One of Vincent's famous paintings, the Bedroom in Arles of 1888, uses bright yellow and unusual perspective effects in depicting the interior of his bedroom. The boldly vanishing lines are sometimes attributed to his changing mental condition. The only painting he sold during his lifetime, The Red Vineyard, was created in 1888. Van Gogh now exchanged painting dots for small stripes. He suffered from depression, and in 1889 on his own request Van Gogh was admitted to the psychiatric center at Monastery Saint-Paul de Mausole in Saint Remy de Provence, Bouches-du-Rhône, France. During his stay here the clinic and its garden became his main subject. At this time his work began to be dominated by swirls.
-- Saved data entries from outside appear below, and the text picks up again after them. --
//! SSA-form instructions.
//!
//! SSA form wraps the register IR's instructions in [`SsaInsn`], adding the
//! synthetic [`PhiInsn`] shape. Phis have no real opcode, one operand per
//! incoming control-flow edge, and cannot throw; everything a pass needs to
//! know about an instruction (result, sources, side effects) is answered
//! uniformly through [`SsaInsn`] so the passes are plain `match`-driven
//! visitors.

use std::fmt;

use crate::rop::{Branchingness, Insn, RegisterSpec};
use crate::{Error, Result};

/// One incoming value of a phi.
#[derive(Debug, Clone, PartialEq, Eq)]
pub struct PhiOperand {
    /// The SSA register live along the edge.
    pub spec: RegisterSpec,
    /// Index of the predecessor block the edge comes from.
    pub pred: usize,
}

/// A synthetic merge instruction, one operand per predecessor edge.
#[derive(Debug, Clone, PartialEq, Eq)]
pub struct PhiInsn {
    /// The result register.
    pub result: RegisterSpec,
    /// The pre-SSA register this phi merges; used to match mapping entries
    /// during renaming.
    pub orig_reg: u32,
    /// The incoming operands. Order is insertion order, not predecessor
    /// order; each operand names its edge explicitly.
    pub operands: Vec<PhiOperand>,
}

impl PhiInsn {
    /// Creates a phi with no operands yet.
    #[must_use]
    pub fn new(result: RegisterSpec, orig_reg: u32) -> Self {
        Self {
            result,
            orig_reg,
            operands: Vec::new(),
        }
    }

    /// Adds an operand for the edge from `pred`.
    pub fn add_operand(&mut self, spec: RegisterSpec, pred: usize) {
        self.operands.push(PhiOperand { spec, pred });
    }

    /// Removes all operands arriving from `pred`.
    pub fn remove_operands_for_pred(&mut self, pred: usize) {
        self.operands.retain(|op| op.pred != pred);
    }

    /// Returns the operand arriving from `pred`, if present.
    #[must_use]
    pub fn operand_for_pred(&self, pred: usize) -> Option<&PhiOperand> {
        self.operands.iter().find(|op| op.pred == pred)
    }

    /// Returns `true` if any operand reads `reg`.
    #[must_use]
    pub fn uses_reg(&self, reg: u32) -> bool {
        self.operands.iter().any(|op| op.spec.reg == reg)
    }
}

impl fmt::Display for PhiInsn {
    fn fmt(&self, f: &mut fmt::Formatter<'_>) -> fmt::Result {
        write!(f, "{} <- phi", self.result)?;
        for (i, op) in self.operands.iter().enumerate() {
            if i == 0 {
                write!(f, " ")?;
            } else {
                write!(f, ", ")?;
            }
            write!(f, "{}[b{}]", op.spec, op.pred)?;
        }
        Ok(())
    }
}

/// An instruction in SSA form: either a wrapped register IR instruction or
/// a synthetic phi.
#[derive(Debug, Clone, PartialEq, Eq)]
pub enum SsaInsn {
    /// A real instruction carried over from the register IR.
    Normal(Insn),
    /// A synthetic merge instruction.
    Phi(PhiInsn),
}

impl SsaInsn {
    /// Returns the result register, if the instruction defines one.
    #[must_use]
    pub fn result(&self) -> Option<&RegisterSpec> {
        match self {
            Self::Normal(insn) => insn.result.as_ref(),
            Self::Phi(phi) => Some(&phi.result),
        }
    }

    /// Visits every source register operand.
    pub fn visit_sources(&self, mut f: impl FnMut(&RegisterSpec)) {
        match self {
            Self::Normal(insn) => insn.sources.iter().for_each(&mut f),
            Self::Phi(phi) => phi.operands.iter().for_each(|op| f(&op.spec)),
        }
    }

    /// Returns `true` if any source operand reads `reg`.
    #[must_use]
    pub fn uses_reg(&self, reg: u32) -> bool {
        match self {
            Self::Normal(insn) => insn.sources.iter().any(|s| s.reg == reg),
            Self::Phi(phi) => phi.uses_reg(reg),
        }
    }

    /// Returns the branchingness. Phis always fall through.
    #[must_use]
    pub fn branchingness(&self) -> Branchingness {
        match self {
            Self::Normal(insn) => insn.branchingness(),
            Self::Phi(_) => Branchingness::None,
        }
    }

    /// Returns `true` if this is a phi.
    #[must_use]
    pub const fn is_phi(&self) -> bool {
        matches!(self, Self::Phi(_))
    }

    /// Returns `true` if this is a register-to-register move whose
    /// definition the renamer may elide.
    #[must_use]
    pub fn is_plain_move(&self) -> bool {
        matches!(self, Self::Normal(insn) if insn.opcode == crate::rop::Opcode::Move)
    }

    /// Returns `true` if deleting this instruction could change observable
    /// behavior.
    ///
    /// Under `preserve_locals`, a move carrying a local-variable binding on
    /// its result counts as having an effect: it anchors the debug info the
    /// downstream emitter must keep alive.
    #[must_use]
    pub fn has_side_effect(&self, preserve_locals: bool) -> bool {
        match self {
            Self::Normal(insn) => {
                if insn.has_side_effect() {
                    return true;
                }
                preserve_locals
                    && insn.opcode.is_move_like()
                    && insn.result.as_ref().is_some_and(|r| r.local.is_some())
            }
            Self::Phi(phi) => preserve_locals && phi.result.local.is_some(),
        }
    }

    /// Clones this instruction for insertion elsewhere in the graph.
    ///
    /// Phis are tied to a specific block's predecessor edges, so cloning
    /// one through this generic path is a graph-construction defect.
    pub fn duplicate(&self) -> Result<Self> {
        match self {
            Self::Normal(insn) => Ok(Self::Normal(insn.clone())),
            Self::Phi(phi) => Err(Error::MalformedGraph {
                message: format!("attempt to duplicate phi for v{}", phi.result.reg),
                file: file!(),
                line: line!(),
            }),
        }
    }
}

impl fmt::Display for SsaInsn {
    fn fmt(&self, f: &mut fmt::Formatter<'_>) -> fmt::Result {
        match self {
            Self::Normal(insn) => write!(f, "{insn}"),
            Self::Phi(phi) => write!(f, "{phi}"),
        }
    }
}

#[cfg(test)]
mod tests {
    use super::*;
    use crate::rop::{Interner, LocalInfo, Opcode, Type, TypeBearer};

    fn spec(reg: u32) -> RegisterSpec {
        RegisterSpec::new(reg, TypeBearer::Type(Type::Int))
    }

    #[test]
    fn test_phi_operand_edges() {
        let mut phi = PhiInsn::new(spec(10), 3);
        phi.add_operand(spec(4), 1);
        phi.add_operand(spec(5), 2);

        assert_eq!(phi.operand_for_pred(1).map(|op| op.spec.reg), Some(4));
        assert!(phi.operand_for_pred(7).is_none());
        assert!(phi.uses_reg(5));

        phi.remove_operands_for_pred(1);
        assert!(phi.operand_for_pred(1).is_none());
        assert_eq!(phi.operands.len(), 1);
    }

    #[test]
    fn test_duplicate_rejects_phi() {
        let normal = SsaInsn::Normal(Insn::new(Opcode::Move, Some(spec(1)), vec![spec(0)]));
        assert!(normal.duplicate().is_ok());

        let phi = SsaInsn::Phi(PhiInsn::new(spec(10), 3));
        assert!(matches!(
            phi.duplicate(),
            Err(Error::MalformedGraph { .. })
        ));
    }

    #[test]
    fn test_side_effect_preserve_locals() {
        let interner = Interner::new();
        let local = LocalInfo::new(interner.intern("x"), interner.intern("I"));
        let bound = RegisterSpec::new_local(1, TypeBearer::Type(Type::Int), local);

        let move_bound = SsaInsn::Normal(Insn::new(Opcode::Move, Some(bound), vec![spec(0)]));
        let move_plain = SsaInsn::Normal(Insn::new(Opcode::Move, Some(spec(1)), vec![spec(0)]));

        assert!(move_bound.has_side_effect(true));
        assert!(!move_bound.has_side_effect(false));
        assert!(!move_plain.has_side_effect(true));
    }
}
In May 1890 Vincent left the clinic and went to the physician Paul Gachet, in Auvers-sur-Oise near Paris, where he was closer to his brother Theo, who had recently married. Gachet had been recommended to him by Pissarro; he had treated several artists before. Here van Gogh created his only etching: a portrait of the melancholic doctor Gachet. His depression deepened, and on July 27 of the same year, at the age of 37 Van Gogh shot himself in the chest. Without realizing that he was fatally wounded, he returned to the Ravoux Inn, where he died two days later, with Theo at his side, who reported his last words as "La tristesse durera toujours" (French: "The sadness will last forever"). He was buried at the cemetery of Auvers-sur-Oise; Theo, unable to come to terms with his brother's death, died 6 months later and, at his wife's request, was buried next to Vincent.